First Aid skills are important in any walk of life, but being skilled in First Aid is absolutely fundamental to being a Close protection professional. Some schoolchildren are now taught very basic First Aid. This is a good thing. First Aid should be on everybody’s curriculum. Over the years, I have seen and been amazed at the number of bodyguards’ CV/resumes that make no mention of First Aid. When questioned in interview, these candidates mention that yes, they have done First Aid in the Army: ‘about ten years ago’ or ‘I did a lifesaving course, “a while ago”‘.
This is simply not good enough. I can guarantee with some certainty that First Aid skills will be needed in a career of close protection. You may never need that bootleg turn that you practise over and over in the car or the quick draw and chair roll that you have perfected for hotel corridors; but you will need your knowledge of First Aid.

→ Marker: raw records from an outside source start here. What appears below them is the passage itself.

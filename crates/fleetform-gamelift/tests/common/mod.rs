use async_trait::async_trait;
use fleetform_core::{RemoteClient, RemoteError, RemoteResult};
use fleetform_gamelift::{
    CreateFleetRequest, FleetAttributes, FleetConfig, FleetStatus, UpdateFleetRequest,
};
use std::collections::{HashMap, VecDeque};
use std::sync::Mutex;

/// In-memory GameLift. Every fetch moves a fleet one step along its status
/// script; once the script is exhausted the fleet stays where it is.
#[derive(Default)]
pub struct FakeGameLift {
    fleets: Mutex<HashMap<String, FleetAttributes>>,
    scripts: Mutex<HashMap<String, VecDeque<FleetStatus>>>,
    script: Vec<FleetStatus>,
    calls: Mutex<Vec<String>>,
}

impl FakeGameLift {
    /// Fleets report these statuses on successive fetches after CreateFleet.
    pub fn with_script(script: &[&str]) -> Self {
        Self {
            script: script.iter().map(|s| FleetStatus::from(*s)).collect(),
            ..Default::default()
        }
    }

    /// Drop a fleet behind the reconciler's back.
    #[allow(dead_code)]
    pub fn remove(&self, id: &str) {
        self.fleets.lock().unwrap().remove(id);
    }

    #[allow(dead_code)]
    pub fn fleet(&self, id: &str) -> Option<FleetAttributes> {
        self.fleets.lock().unwrap().get(id).cloned()
    }

    pub fn calls(&self) -> Vec<String> {
        self.calls.lock().unwrap().clone()
    }

    fn record(&self, call: String) {
        self.calls.lock().unwrap().push(call);
    }
}

#[async_trait]
impl RemoteClient for FakeGameLift {
    type CreateRequest = CreateFleetRequest;
    type UpdateRequest = UpdateFleetRequest;
    type Response = FleetAttributes;

    async fn create(&self, request: &CreateFleetRequest) -> RemoteResult<FleetAttributes> {
        let mut fleets = self.fleets.lock().unwrap();
        let id = format!("fleet-{}", 123 + fleets.len());
        self.record(format!("CreateFleet {}", request.name));

        let fleet = FleetAttributes {
            fleet_arn: Some(format!("arn:aws:gamelift:us-east-1::fleet/{}", id)),
            name: Some(request.name.clone()),
            build_id: Some(request.build_id.clone()),
            instance_type: Some(request.ec2_instance_type.clone()),
            description: request.description.clone(),
            log_paths: request.log_paths.clone(),
            metric_groups: request.metric_groups.clone(),
            new_game_session_protection_policy: request
                .new_game_session_protection_policy
                .clone(),
            operating_system: Some("AMAZON_LINUX_2".to_string()),
            peer_vpc_aws_account_id: request.peer_vpc_aws_account_id.clone(),
            peer_vpc_id: request.peer_vpc_id.clone(),
            resource_creation_limit_policy: request.resource_creation_limit_policy.clone(),
            runtime_configuration: request.runtime_configuration.clone(),
            inbound_permissions: request.ec2_inbound_permissions.clone(),
            server_launch_parameters: request.server_launch_parameters.clone(),
            server_launch_path: request.server_launch_path.clone(),
            ..FleetAttributes::new(id.clone(), FleetStatus::New)
        };
        fleets.insert(id.clone(), fleet.clone());
        self.scripts
            .lock()
            .unwrap()
            .insert(id, self.script.iter().cloned().collect());
        Ok(fleet)
    }

    async fn fetch(&self, id: &str) -> RemoteResult<Vec<FleetAttributes>> {
        self.record(format!("DescribeFleetAttributes {}", id));
        let mut fleets = self.fleets.lock().unwrap();
        let Some(fleet) = fleets.get_mut(id) else {
            return Ok(vec![]);
        };
        if let Some(next) = self
            .scripts
            .lock()
            .unwrap()
            .get_mut(id)
            .and_then(VecDeque::pop_front)
        {
            fleet.status = next;
        }
        Ok(vec![fleet.clone()])
    }

    async fn update(
        &self,
        id: &str,
        request: &UpdateFleetRequest,
    ) -> RemoteResult<Vec<FleetAttributes>> {
        self.record(format!("UpdateFleetAttributes {}", id));
        let mut fleets = self.fleets.lock().unwrap();
        let fleet = fleets
            .get_mut(id)
            .ok_or_else(|| RemoteError::not_found(format!("fleet {} does not exist", id)))?;
        fleet.name = Some(request.name.clone());
        if request.description.is_some() {
            fleet.description = request.description.clone();
        }
        if request.metric_groups.is_some() {
            fleet.metric_groups = request.metric_groups.clone();
        }
        if request.runtime_configuration.is_some() {
            fleet.runtime_configuration = request.runtime_configuration.clone();
        }
        Ok(vec![fleet.clone()])
    }

    async fn delete(&self, id: &str) -> RemoteResult<()> {
        self.record(format!("DeleteFleet {}", id));
        match self.fleets.lock().unwrap().remove(id) {
            Some(_) => Ok(()),
            None => Err(RemoteError::not_found(format!("fleet {} does not exist", id))),
        }
    }
}

pub fn fleet_a() -> FleetConfig {
    FleetConfig {
        build_id: "b-1".to_string(),
        ec2_instance_type: "c5.large".to_string(),
        name: "fleet-A".to_string(),
        ..Default::default()
    }
}
use crate::context::{Project, Session};
use colored::Colorize;
use fleetform_core::CancellationToken;

pub async fn handle(project: &Project, name: &str, cancel: CancellationToken) -> anyhow::Result<()> {
    let desired = project.fleet(name)?;
    let reconciler = project.reconciler(cancel).await?;
    let mut session = Session::open(project).await?;
    let mut record = session.record(name);

    println!("{}", format!("Updating fleet {}...", name).blue());
    let result = reconciler.update(&mut record, desired).await;
    session.put(name, record).await?;
    session.close().await?;

    let fleet = result?;
    println!("{}", "✓ Update accepted".green().bold());
    super::print_fleet(name, &fleet);
    Ok(())
}
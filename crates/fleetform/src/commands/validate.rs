use crate::context::Project;
use colored::Colorize;
use fleetform_core::Translator;
use fleetform_gamelift::FleetTranslator;

pub fn handle(project: &Project) -> anyhow::Result<()> {
    println!("{}", "Validating project file...".blue());
    println!("Project file: {}", project.file.display().to_string().cyan());

    let mut errors = 0;

    if let Err(e) = project.settings.timeouts.poll_config() {
        eprintln!("  {} settings: {}", "✗".red(), e);
        errors += 1;
    }

    println!("Fleets: {}", project.fleets.len());
    for (name, fleet) in &project.fleets {
        match FleetTranslator.validate(fleet) {
            Ok(()) => println!(
                "  {} {} ({}, {})",
                "✓".green(),
                name.cyan(),
                fleet.build_id,
                fleet.ec2_instance_type
            ),
            Err(e) => {
                eprintln!("  {} {}: {}", "✗".red(), name.cyan(), e);
                errors += 1;
            }
        }
    }

    if errors > 0 {
        anyhow::bail!("{} problem(s) found", errors);
    }
    println!("{}", "✓ Project file is valid".green().bold());
    Ok(())
}
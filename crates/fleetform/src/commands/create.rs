use crate::context::{Project, Session};
use colored::Colorize;
use fleetform_core::CancellationToken;

pub async fn handle(
    project: &Project,
    name: &str,
    replace: bool,
    cancel: CancellationToken,
) -> anyhow::Result<()> {
    let desired = project.fleet(name)?;
    let reconciler = project.reconciler(cancel).await?;
    let mut session = Session::open(project).await?;
    let mut record = session.record(name);

    if replace && record.has_id() {
        println!(
            "{}",
            format!("Replacing fleet {} ({})...", name, record.id).yellow()
        );
    } else {
        println!("{}", format!("Creating fleet {}...", name).blue());
    }

    let result = if replace {
        reconciler.replace(&mut record, desired).await
    } else {
        reconciler.create(&mut record, desired).await
    };
    session.put(name, record).await?;
    session.close().await?;

    let fleet = result?;
    println!("{}", "✓ Fleet is ACTIVE".green().bold());
    super::print_fleet(name, &fleet);
    Ok(())
}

First Aid is a skill like any other; it needs constant practice to remain effective. Techniques and ideas change so it is imperative that you carry out continual training and remain up to date. Most books on ‘close protection’ include a chapter on First Aid but this is a token gesture and often used only to pad out the book. Authors tend to stick to sexy First Aid like suckling chest wounds, tracheotomies and gunshot wounds. They ignore the simple facts, such as your principal is hundreds of times more likely to die choking on a pretzel than be shot in the chest. First Aid needs its own book, and cannot be covered in a single chapter. You will need to undertake a course in First Aid.
In the UK when the Security Industry Authority (SIA) commissioned the key skills or core competencies, the draft documents included just sexy First Aid. Some sensible folk lobbied to get this taken out and be replaced by a formal qualification in First Aid. Eventually, the SIA chose the Health and Safety Executive’s ‘First Aid at Work’ course, which is run over four days and which is accompanied by written and practical exams. In the UK, therefore, you will need this First Aid qualification to get a licence to operate as a Close Protection Officer. The course covers much more than tracheotomies and for those that really want to know, yes, they do teach you about suckling chest wounds.
The course will cover the following:
- Introduction to first aid
- Personal hygiene
- Dressings and bandages
- Wounds and bleeding
- Circulatory disorders
- Duties of a First Aider
- The skeleton
- Burns and scalding
- Handling and transport
This course certificate is valid for three years; thereafter, before your certificate runs out, you must undertake a two day refresher course. Go over three years and you will have to do the whole course again to get re-certificated.Other Essential First Aid Courses
While the basic First Aid course above is enough to get you a licence to operate in the UK you should consider at least two other First Aid qualifications, which are essential if you are to become a protection professional.
Automated External Defibrillator Course
This short course teaches you how to use an Automated External Defibrillator (AED). This device can be used to administer measured electric shocks to people in the throes of cardiac arrest and is the best way of increasing their chance of survival. Many close protection teams routinely carry AEDs and you must be trained in their use. Most ‘de-fib’ courses last around one day and the course certificate must be renewed every six months.
First Aid for children
Very often the addition of a first aid certificate applicable to children will make a close protection officer more employable in a family environment. Most courses available are aimed at giving first aid to adults so you will have to look hard to find one especially for children. First aid techniques for children differ in some crucial areas. Participants learn about techniques for resuscitating children and infants, conducting risk assessments and how to deal with choking, burns, scalds and seizures. In a career in close protection, you will find that you work for principals that have families that include young children. You will often be charged with their care. You need to know what to do in the event of an accident or illness. If you are working in an environment that includes children, you cannot be a bodyguard without these skills.